亚甲基四氢叶酸脱氢酶1基因多态性在WENBIT(挪威西部B族维生素干预试验)中改变了稳定型心绞痛患者血浆甘氨酸和丝氨酸水平与急性心肌梗死风险之间的关联。
Methylenetetrahydrofolate Dehydrogenase 1 Polymorphisms Modify the Associations of Plasma Glycine and Serine With Risk of Acute Myocardial Infarction in Patients With Stable Angina Pectoris in WENBIT (Western Norway B Vitamin Intervention Trial).
作者信息
Ding Yunpeng, Pedersen Eva R, Svingen Gard F T, Helgeland Øyvind, Gregory Jesse F, Løland Kjetil H, Meyer Klaus, Tell Grethe S, Ueland Per M, Nygård Ottar K
机构信息
From the Department of Clinical Science (Y.D., E.R.P., P.M.U., O.K.N.), KG Jebsen Center for Diabetes Research, Department of Clinical Science (Ø.H., O.K.N.), and Department of Global Public Health and Primary Care (G.S.T.), University of Bergen, Norway; Department of Heart Disease (G.F.T.S., K.H.L., O.K.N.) and Department of Pediatrics (Ø.H.), Haukeland University Hospital, Bergen, Norway; Laboratory of Clinical Biochemistry, Bergen, Norway (P.M.U.); Food Science and Human Nutrition Department, University of Florida, Gainesville (J.F.G.); Bevital AS (K.M.); and Norwegian Institute of Public Health, Bergen, Norway (G.S.T.).
出版信息
Circ Cardiovasc Genet. 2016 Dec;9(6):541-547. doi: 10.1161/CIRCGENETICS.116.001483. Epub 2016 Nov 21.
BACKGROUND
Serine and glycine interconversion and methylenetetrahydrofolate dehydrogenase 1 (MTHFD1)-mediated 1-carbon transfer are the major sources of methyl groups for 1-carbon metabolism.
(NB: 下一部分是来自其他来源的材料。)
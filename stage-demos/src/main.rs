//! # Stagecraft Demo
//!
//! Runs the snake demo against the headless renderer and reports how the
//! game went.

use clap::Parser;
use serde::Serialize;
use stage_demos::{CliArgs, DemoConfig, SnakeGame};
use stage_renderer::{BackendType, HeadlessBackend, Renderer, RendererConfig};
use tracing_subscriber::{layer::SubscriberExt, util::SubscriberInitExt};

#[derive(Debug, Serialize)]
struct RunSummary {
    frames: u64,
    steps: u64,
    score: u32,
    length: usize,
    ended: Option<String>,
    ops_recorded: u64,
}

fn main() -> anyhow::Result<()> {
    // Initialize tracing
    tracing_subscriber::registry()
        .with(
            tracing_subscriber::EnvFilter::try_from_default_env()
                .unwrap_or_else(|_| "stage_demos=info,stage_renderer=info,stage_core=warn".into()),
        )
        .with(tracing_subscriber::fmt::layer())
        .init();

    let args = CliArgs::parse();
    let json = args.json;
    let config = DemoConfig::from(args);
    tracing::info!(
        "Snake demo: {}x{} grid, {} frames, seed {}",
        config.grid,
        config.grid,
        config.frames,
        config.seed
    );

    let renderer_config = RendererConfig {
        preferred_backend: BackendType::Headless,
        debug_bounds: config.debug_bounds,
        width: config.width,
        height: config.height,
        ..RendererConfig::default()
    };
    let backend = HeadlessBackend::new(config.width, config.height);
    let mut renderer = Renderer::with_backend(renderer_config, backend)?;
    let frame_ms = 1000.0 / f64::from(renderer.config().target_fps);

    let mut game = SnakeGame::new(&config);
    for frame in 0..config.frames {
        renderer.frame(&mut game, f64::from(frame) * frame_ms)?;
        if game.ended().is_some() {
            tracing::debug!("Stopping after frame {frame}");
            break;
        }
    }

    let summary = RunSummary {
        frames: renderer.frame_count(),
        steps: game.steps(),
        score: game.score(),
        length: game.segments().len(),
        ended: game.ended().map(|end| format!("{end:?}")),
        ops_recorded: renderer.backend().total_ops(),
    };

    if json {
        println!("{}", serde_json::to_string_pretty(&summary)?);
    } else {
        println!(
            "{} frames, {} steps, score {}, length {}{}",
            summary.frames,
            summary.steps,
            summary.score,
            summary.length,
            summary
                .ended
                .as_deref()
                .map(|end| format!(", ended by {end}"))
                .unwrap_or_default()
        );
    }
    Ok(())
}
impl SceneNode {
    /// Create a node of `kind` drawing `graphic`, with kind defaults.
    #[must_use]
    pub fn new(kind: NodeKind, graphic: impl Into<Graphic>) -> Self {
        Self {
            id: NodeId::new(),
            kind,
            serial: None,
            frame: Shared::new(TransformFrame::IDENTITY),
            scale: Shared::new(Vector2D::ONE),
            graphic: graphic.into(),
            style: NodeStyle::for_kind(kind),
            visible: true,
            debug_bound: false,
            scheduler: TickScheduler::new(),
            states: None,
            children: matches!(kind, NodeKind::Container | NodeKind::Interactive)
                .then(ChildList::default),
            interaction: (kind == NodeKind::Interactive).then(InteractionState::default),
            fraction: None,
            body: kind != NodeKind::Container,
        }
    }

    /// A shape node.
    #[must_use]
    pub fn shape(graphic: impl Into<Graphic>) -> Self {
        Self::new(NodeKind::Shape, graphic)
    }

    /// A text node.
    #[must_use]
    pub fn text(text: &str, size: f64) -> Self {
        Self::new(NodeKind::Text, TextGraphic::new(text, size))
    }

    /// A container with no body. Its bound is the unit square, so its size
    /// is its scale.
    #[must_use]
    pub fn container() -> Self {
        Self::new(NodeKind::Container, PathGraphic::default())
    }

    /// An interactive node with a drawable body.
    #[must_use]
    pub fn interactive(graphic: impl Into<Graphic>) -> Self {
        Self::new(NodeKind::Interactive, graphic)
    }

    /// Build a node by seeding kind defaults and merging `values` under `mode`.
    ///
    /// A `frame` value is aliased rather than copied, and the frame's
    /// position, rotation and stretch are then kept instead of being reset
    /// to defaults.
    #[must_use]
    pub fn from_fields(kind: NodeKind, graphic: impl Into<Graphic>, values: &Fields, mode: AssignMode) -> Self {
        let mut node = Self::new(kind, graphic);
        if mode == AssignMode::Uninitialized {
            return node;
        }
        let mut values = values.clone();
        let mut defaults = Self::defaults(kind);
        if let Some(frame) = values.remove("frame").as_ref().and_then(Self::frame_value) {
            node.frame = frame;
            for name in POSITION_FIELDS {
                defaults.remove(name);
            }
        }
        props::initialize(&mut node, &values, &defaults, mode);
        node
    }

    fn frame_value(value: &Value) -> Option<SharedFrame> {
        match value {
            Value::Frame(frame) => Some(frame.clone()),
            _ => None,
        }
    }

    /// Default field values for a node kind.
    #[must_use]
    pub fn defaults(kind: NodeKind) -> Fields {
        let style = NodeStyle::for_kind(kind);
        Fields::new()
            .with("pos", Vector2D::ZERO)
            .with("rotation", Rotation2D::ZERO)
            .with("stretch", Vector2D::ONE)
            .with("scale", Vector2D::ONE)
            .with("fill", style.fill)
            .with("border", style.border)
            .with("line_width", style.line_width)
            .with("emissive", style.emissive)
            .with("emissive_color", style.emissive_color)
            .with("visible", true)
            .with("debug_bound", false)
    }

    // ---- identity ----

    /// Unique identifier.
    #[must_use]
    pub const fn id(&self) -> NodeId {
        self.id
    }

    /// Kind the node was built as.
    #[must_use]
    pub const fn kind(&self) -> NodeKind {
        self.kind
    }

    /// Per-kind serial assigned by a [`Scene`](crate::Scene).
    #[must_use]
    pub const fn serial(&self) -> Option<u64> {
        self.serial
    }

    pub(crate) fn set_serial(&mut self, serial: u64) {
        self.serial = Some(serial);
    }

    /// Builder-style field merge in clone mode.
    #[must_use]
    pub fn with(mut self, values: &Fields) -> Self {
        props::update_values(&mut self, values, AssignMode::Clone);
        self
    }

    // ---- geometry ----

    /// The shared frame (aliased, not copied).
    #[must_use]
    pub fn frame(&self) -> SharedFrame {
        self.frame.clone()
    }

    /// Alias another frame.
    pub fn set_frame(&mut self, frame: SharedFrame) {
        self.frame = frame;
    }

    /// Position in parent space.
    #[must_use]
    pub fn position(&self) -> Vector2D {
        self.frame.borrow().translate
    }

    /// Move to `pos`.
    pub fn set_position(&mut self, pos: Vector2D) {
        self.frame.borrow_mut().translate = pos;
    }

    /// Rotation.
    #[must_use]
    pub fn rotation(&self) -> Rotation2D {
        self.frame.borrow().rotate
    }

    /// Rotate to `rotation`.
    pub fn set_rotation(&mut self, rotation: Rotation2D) {
        self.frame.borrow_mut().rotate = rotation;
    }

    /// Stretch: the frame scale, applied to the body and children alike.
    #[must_use]
    pub fn stretch(&self) -> Vector2D {
        self.frame.borrow().scale
    }

    /// Set the stretch.
    pub fn set_stretch(&mut self, stretch: Vector2D) {
        self.frame.borrow_mut().scale = stretch;
    }

    /// Scale applied to the body only.
    #[must_use]
    pub fn scale(&self) -> Vector2D {
        self.scale.get()
    }

    /// Set the body scale. Nodes aliasing this scale see the change.
    pub fn set_scale(&mut self, scale: Vector2D) {
        self.scale.set(scale);
    }

    /// What the node draws.
    #[must_use]
    pub const fn graphic(&self) -> &Graphic {
        &self.graphic
    }

    /// Mutable access to the graphic.
    pub fn graphic_mut(&mut self) -> &mut Graphic {
        &mut self.graphic
    }

    /// Replace the graphic.
    pub fn set_graphic(&mut self, graphic: impl Into<Graphic>) {
        self.graphic = graphic.into();
    }

    /// Authored bound of the graphic.
    #[must_use]
    pub fn bound(&self) -> Rect2D {
        self.graphic.bound()
    }

    /// Displayed width: `bound.width · scale.x · stretch.x`.
    #[must_use]
    pub fn width(&self) -> f64 {
        self.bound().width * self.scale.borrow().x * self.stretch().x
    }

    /// Displayed height: `bound.height · scale.y · stretch.y`.
    #[must_use]
    pub fn height(&self) -> f64 {
        self.bound().height * self.scale.borrow().y * self.stretch().y
    }

    fn solve(desired: f64, authored: f64, stretch: f64) -> f64 {
        let denominator = authored * stretch;
        if denominator == 0.0 {
            0.0
        } else {
            desired / denominator
        }
    }

    /// Resize by solving the body scale; stretch is left alone.
    pub fn set_width(&mut self, width: f64) {
        let x = Self::solve(width, self.bound().width, self.stretch().x);
        self.scale.borrow_mut().x = x;
    }

    /// Resize by solving the body scale; stretch is left alone.
    pub fn set_height(&mut self, height: f64) {
        let y = Self::solve(height, self.bound().height, self.stretch().y);
        self.scale.borrow_mut().y = y;
    }

    /// Set both dimensions.
    pub fn set_size(&mut self, width: f64, height: f64) {
        self.set_width(width);
        self.set_height(height);
    }

    /// Map a parent-space point into the node's local space.
    #[must_use]
    pub fn to_local(&self, point: Vector2D) -> Vector2D {
        self.frame.borrow().apply(point)
    }

    /// Whether the parent-space `point` hits the scaled graphic.
    #[must_use]
    pub fn is_inside(&self, point: Vector2D) -> bool {
        self.graphic.contains(self.to_local(point), self.scale())
    }

    /// Whether the parent-space `point` falls inside the scaled bound.
    #[must_use]
    pub fn is_in_bound(&self, point: Vector2D) -> bool {
        self.graphic.bound_contains(self.to_local(point), self.scale())
    }

    // ---- states ----

    /// The snapshot set, if any state was added.
    #[must_use]
    pub fn states(&self) -> Option<&StateSnapshotSet> {
        self.states.as_ref()
    }

    /// Register or replace a named state overlay.
    pub fn add_state(&mut self, name: &str, overlay: Fields) -> usize {
        self.states
            .get_or_insert_with(StateSnapshotSet::new)
            .put(name, overlay)
    }

    fn with_states<R>(&mut self, f: impl FnOnce(&mut StateSnapshotSet, &mut Self) -> R) -> Option<R> {
        let mut states = self.states.take()?;
        let out = f(&mut states, self);
        self.states = Some(states);
        Some(out)
    }

    /// Switch to a state, capturing the baseline first.
    pub fn switch_state<'k>(&mut self, key: impl Into<SnapshotKey<'k>>) -> bool {
        let key = key.into();
        self.with_states(|states, node| states.switch_to(node, key))
            .unwrap_or(false)
    }

    /// Return to the captured baseline.
    pub fn restore_state(&mut self) {
        self.with_states(|states, node| states.restore(node));
    }

    /// Advance to the next state, wrapping to the baseline.
    pub fn toggle_state(&mut self) -> usize {
        self.with_states(|states, node| states.toggle(node))
            .unwrap_or(0)
    }

    /// Turn the bound outline on or off for this node and its descendants.
    pub fn set_debug_bounds(&mut self, on: bool) {
        self.debug_bound = on;
        for child in self.children_mut() {
            child.set_debug_bounds(on);
        }
    }

    /// Lay out fractional children (recursively), then re-merge the selected
    /// state onto this node.
    pub fn refresh(&mut self) {
        self.layout_children();
        self.with_states(|states, node| states.apply_current(node));
    }

    // ---- frame lifecycle ----

    /// Advance this node's scheduler, then every child's.
    pub fn update(&mut self, delta: f64) {
        let mut scheduler = self.scheduler.detach();
        scheduler.update(delta, self);
        self.scheduler.reattach(scheduler);
        if let Some(children) = self.children.as_mut() {
            for child in &mut children.nodes {
                child.update(delta);
            }
        }
    }

    /// Move the field at `path` toward `target` over `frames` updates of
    /// one normalized frame each. The final step writes `target` exactly.
    ///
    /// Returns `None` (and logs a warning) when the path does not resolve or
    /// `target` cannot be read as that field's type. A new animation of the
    /// same path replaces the previous one.
    pub fn animate(&mut self, path: &str, target: impl Into<Value>, frames: f64) -> Option<TickId> {
        let Some(start) = self.handle(path).get() else {
            tracing::warn!("Cannot animate missing field {path:?}");
            return None;
        };
        let start = start.deep_clone();
        let target = target.into();
        if start.lerp(&target, 1.0).is_none() {
            tracing::warn!("Cannot animate {path:?} ({}) toward a {}", start.kind(), target.kind());
            return None;
        }
        #[allow(clippy::cast_possible_truncation)]
        let steps = frames.ceil().max(1.0) as i64;
        let name = format!("animate:{path}");
        self.scheduler.remove_named(&name);

        let path = path.to_string();
        let mut step = 0_i64;
        Some(self.scheduler.schedule(Some(&name), 1.0, steps, move |_, node: &mut SceneNode| {
            step += 1;
            let value = if step >= steps {
                target.coerce_like(&start)
            } else {
                #[allow(clippy::cast_precision_loss)]
                let t = step as f64 / steps as f64;
                start.lerp(&target, t)
            };
            if let Some(value) = value {
                node.handle(&path).set(value);
            }
        }))
    }

    /// Draw the node and its children.
    pub fn render(&self, surface: &mut dyn DrawingSurface) {
        self.render_with(surface, &[]);
    }

    /// Draw the node, its children, then `extras` inside the inner frame.
    pub fn render_with(&self, surface: &mut dyn DrawingSurface, extras: &[&SceneNode]) {
        if !self.visible {
            return;
        }
        surface.save();
        self.frame.borrow().transform(surface);
        self.render_body(surface);
        if self.children.is_some() || !extras.is_empty() {
            self.render_children(surface, extras);
        }
        surface.restore();
    }

    fn render_body(&self, surface: &mut dyn DrawingSurface) {
        if !self.body {
            return;
        }
        let style = &self.style;
        if style.emissive > 0.0 {
            surface.set_shadow(style.emissive, &style.emissive_color);
        }
        if let Some(fill) = &style.fill {
            surface.set_fill_color(fill);
        }
        if let Some(border) = &style.border {
            surface.set_stroke_color(border);
            surface.set_line_width(style.line_width);
        }
        let scale = self.scale();
        self.graphic
            .render(surface, scale, style.border.is_some(), style.fill.is_some());

        if self.debug_bound {
            if style.emissive > 0.0 {
                surface.set_shadow(0.0, &style.emissive_color);
            }
            surface.set_stroke_color(&Color::from_bytes(DEBUG_BOUND_COLOR));
            surface.set_line_width(1.0);
            self.graphic.render_bound(surface, scale, true, false);
        }
    }
}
Recently, plasma glycine and a common polymorphism in MTHFD1 have been associated with risk of acute myocardial infarction (AMI). It is, therefore, of interest to explore if these 2 pathways interact in relation to AMI.
METHODS AND RESULTS
A total of 2571 participants in the WENBIT (Western Norway B Vitamin Intervention Trial) undergoing coronary angiography for stable angina pectoris were studied. Associations of plasma serine and glycine concentrations with risk of AMI across 2 common and functional MTHFD1 polymorphisms (rs2236225 and rs1076991) were explored in Cox regression models. During a median follow-up of 4.7 years, 212 patients (8.2%) experienced an AMI. In age- and sex-adjusted analyses, plasma glycine (P<0.01), but not serine (P=0.52), showed an overall association with AMI. However, interactions of MTHFD1 rs2236225 polymorphism with both plasma serine and glycine were observed (P=0.03 for both). Low plasma serine and glycine were associated with an increased risk of AMI among patients carrying the rs2236225 minor A allele. Similarly, low plasma glycine showed stronger risk relationship with AMI in the rs1076991 CC genotype carriers but weaker associations in patients carrying the minor T allele (P=0.02).
CONCLUSIONS
Our results showed that 2 common and functional polymorphisms in the MTHFD1 gene modulate the risk associations of plasma serine and glycine with AMI. These findings emphasize the possible role of the MTHFD1 in regulating serine and glycine metabolism in relation to atherosclerotic complications.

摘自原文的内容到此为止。